A lot of people lock out the Hicas. The trackday sounds like the best idea. Get a Nissan driver like Andy Middlehurst to give you some pointers. Andy is very smooth and practical, and opened my eyes to how the GTR likes to be driven. I was taken out in a 34 on the other hand by a GT300 driver here in Japan and surprised by how he pre-empted the electronics on the corners. He knew just what the car was going to do and his reflexes with the wheel and brakes were a split second faster. Made for a jerky ride, but he was getting fast times.

Personally I find that Nissan have built the car around fallible humans, to drive for you. Thousands of people have put their thoughts into this. Rather than being a dangerously powerful car, it is conversely surprisingly safe and managable, and will deal with whatever you throw at it. 

The trackday... for you to find its limits for you, though!  :thumbsup:

(Spoken as the owner of a 33 and a 34)


----------



## kismetcapitan (Nov 25, 2005)

Lock out the HICAS, it won't do you any favors if you're used to controlling the rear end with technique.

The computer controlled 4WD is usually a good thing, but you can still get the tail wide in a corner. Don't lift! Adding power to what feels like a spinout allows the front wheels to engage and magically straighten out the car. Lifting will have you in a 180 or more very quickly.


----------



## mifn21 (Mar 19, 2007)

kismetcapitan said:


> Lock out the HICAS, it won't do you any favors if you're used to controlling the rear end with technique.
> 
> The computer controlled 4WD is usually a good thing, but you can still get the tail wide in a corner. Don't lift! Adding power to what feels like a spinout allows the front wheels to engage and magically straighten out the car. Lifting will have you in a 180 or more very quickly.
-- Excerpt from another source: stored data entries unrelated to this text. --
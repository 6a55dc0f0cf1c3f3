use super::{AutomatonRun, Cell, ConquestRule, ORTHOGONAL};
use crate::ChangeRecord;

/// Flood fill over the four orthogonal neighbours.
///
/// On an open board, `n` generations conquer every cell within Manhattan
/// distance `n` of the seed. Uses no randomness.
#[derive(Copy, Clone, Debug, Default, PartialEq, Eq)]
pub struct DiamondExpansion;

impl ConquestRule for DiamondExpansion {
    type State = ();

    fn start(&self, _run: &mut AutomatonRun<'_>, _seed: Cell) {}

    fn grow(
        &self,
        run: &mut AutomatonRun<'_>,
        _state: &mut (),
        (x, y): Cell,
        next: &mut Vec<Cell>,
        changes: &mut Vec<ChangeRecord>,
    ) {
        for (dx, dy) in ORTHOGONAL {
            let (nx, ny) = (x + dx, y + dy);
            if run.can_conquer(nx, ny) {
                run.conquer(nx, ny, changes);
                next.push((nx, ny));
            }
        }
    }
}

#[cfg(test)]
mod tests {
    use std::collections::BTreeSet;

    use rand::rngs::StdRng;
    use rand::SeedableRng;

    use super::*;
    use crate::automaton::tests::settings;
    use crate::{CellState, Grid, Player};

    fn diamond(width: usize, height: usize, (sx, sy): Cell, n: i32) -> BTreeSet<Cell> {
        let mut set = BTreeSet::new();
        for y in 0..height as i32 {
            for x in 0..width as i32 {
                if (x - sx).abs() + (y - sy).abs() <= n {
                    set.insert((x, y));
                }
            }
        }
        set
    }

    #[test]
    fn conquers_exactly_a_diamond() {
        let grid = Grid::new(15, 15);
        for n in 0..6 {
            let mut rng = StdRng::seed_from_u64(0);
            let changes =
                DiamondExpansion.simulate(&grid, (7, 7), settings(Player::One, n as u32), &mut rng);
            let mut conquered: BTreeSet<Cell> = changes.iter().map(|c| (c.x, c.y)).collect();
            assert_eq!(conquered.len(), changes.len());
            conquered.insert((7, 7));
            assert_eq!(conquered, diamond(15, 15, (7, 7), n));
        }
    }

    #[test]
    fn is_clipped_by_the_border() {
        let grid = Grid::new(5, 5);
        let mut rng = StdRng::seed_from_u64(0);
        let changes = DiamondExpansion.simulate(&grid, (0, 0), settings(Player::Two, 2), &mut rng);
        let mut conquered: BTreeSet<Cell> = changes.iter().map(|c| (c.x, c.y)).collect();
        conquered.insert((0, 0));
        assert_eq!(conquered, diamond(5, 5, (0, 0), 2));
        assert_eq!(conquered.len(), 6);
    }

    #[test]
    fn is_deterministic_regardless_of_rng() {
        let grid = Grid::new(9, 9);
        let a = DiamondExpansion.simulate(
            &grid,
            (3, 5),
            settings(Player::One, 4),
            &mut StdRng::seed_from_u64(1),
        );
        let b = DiamondExpansion.simulate(
            &grid,
            (3, 5),
            settings(Player::One, 4),
            &mut StdRng::seed_from_u64(99),
        );
        assert_eq!(a, b);
    }

    #[test]
    fn first_generation_follows_up_down_left_right() {
        let grid = Grid::new(5, 5);
        let mut rng = StdRng::seed_from_u64(0);
        let changes = DiamondExpansion.simulate(&grid, (2, 2), settings(Player::One, 1), &mut rng);
        let cells: Vec<Cell> = changes.iter().map(|c| (c.x, c.y)).collect();
        assert_eq!(cells, vec![(2, 1), (2, 3), (1, 2), (3, 2)]);
    }

    #[test]
    fn stops_at_enemy_cells() {
        let mut grid = Grid::new(5, 1);
        grid.set(3, 0, CellState::Player2);
        let mut rng = StdRng::seed_from_u64(0);
        let changes = DiamondExpansion.simulate(&grid, (0, 0), settings(Player::One, 10), &mut rng);
        let cells: Vec<Cell> = changes.iter().map(|c| (c.x, c.y)).collect();
        assert_eq!(cells, vec![(1, 0), (2, 0)]);
    }
}
/// An owner id that does not name a [cell state](crate::CellState).
#[derive(Debug, Clone, Copy, PartialEq, Eq)]
pub struct InvalidCellState(pub u8);

impl std::error::Error for InvalidCellState {}

impl std::fmt::Display for InvalidCellState {
    fn fmt(&self, f: &mut std::fmt::Formatter<'_>) -> std::fmt::Result {
        write!(f, "Owner id {} is not one of 0, 1 or 2", self.0)
    }
}

/// The error type for decoding a [`WireMessage`](crate::WireMessage) payload.
#[derive(Debug)]
pub enum ProtocolError {
    NotUtf8(std::str::Utf8Error),
    NotJson(serde_json::Error),
    MissingType,
    MalformedMessage {
        kind: String,
        err: serde_json::Error,
    },
}

impl std::error::Error for ProtocolError {
    fn source(&self) -> Option<&(dyn std::error::Error + 'static)> {
        match self {
            ProtocolError::NotUtf8(err) => Some(err),
            ProtocolError::NotJson(err) => Some(err),
            ProtocolError::MalformedMessage { err, .. } => Some(err),
            ProtocolError::MissingType => None,
        }
    }
}

impl std::fmt::Display for ProtocolError {
    fn fmt(&self, f: &mut std::fmt::Formatter<'_>) -> std::fmt::Result {
        match self {
            ProtocolError::NotUtf8(_) => write!(f, "Message payload is not valid UTF-8"),
            ProtocolError::NotJson(_) => write!(f, "Message payload is not valid JSON"),
            ProtocolError::MissingType => {
                write!(f, "Message payload has no string \"type\" field")
            }
            ProtocolError::MalformedMessage { kind, .. } => {
                write!(f, "Message of type \"{}\" has an invalid body", kind)
            }
        }
    }
}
How does the HICAS act compared to getting the tail out in a normal RWD car? I'm trying to decide whether to junk it when my car gets here, but I don't really want to find out the hard way whether or not I should keep it :chuckle:


----------



## kismetcapitan (Nov 25, 2005)

I don't know exactly what it does, that's why!! sometimes it kicks in and you can feel it controlling the tail a bit, sometimes it doesn't. The problem is in not knowing when it will kick in or how much.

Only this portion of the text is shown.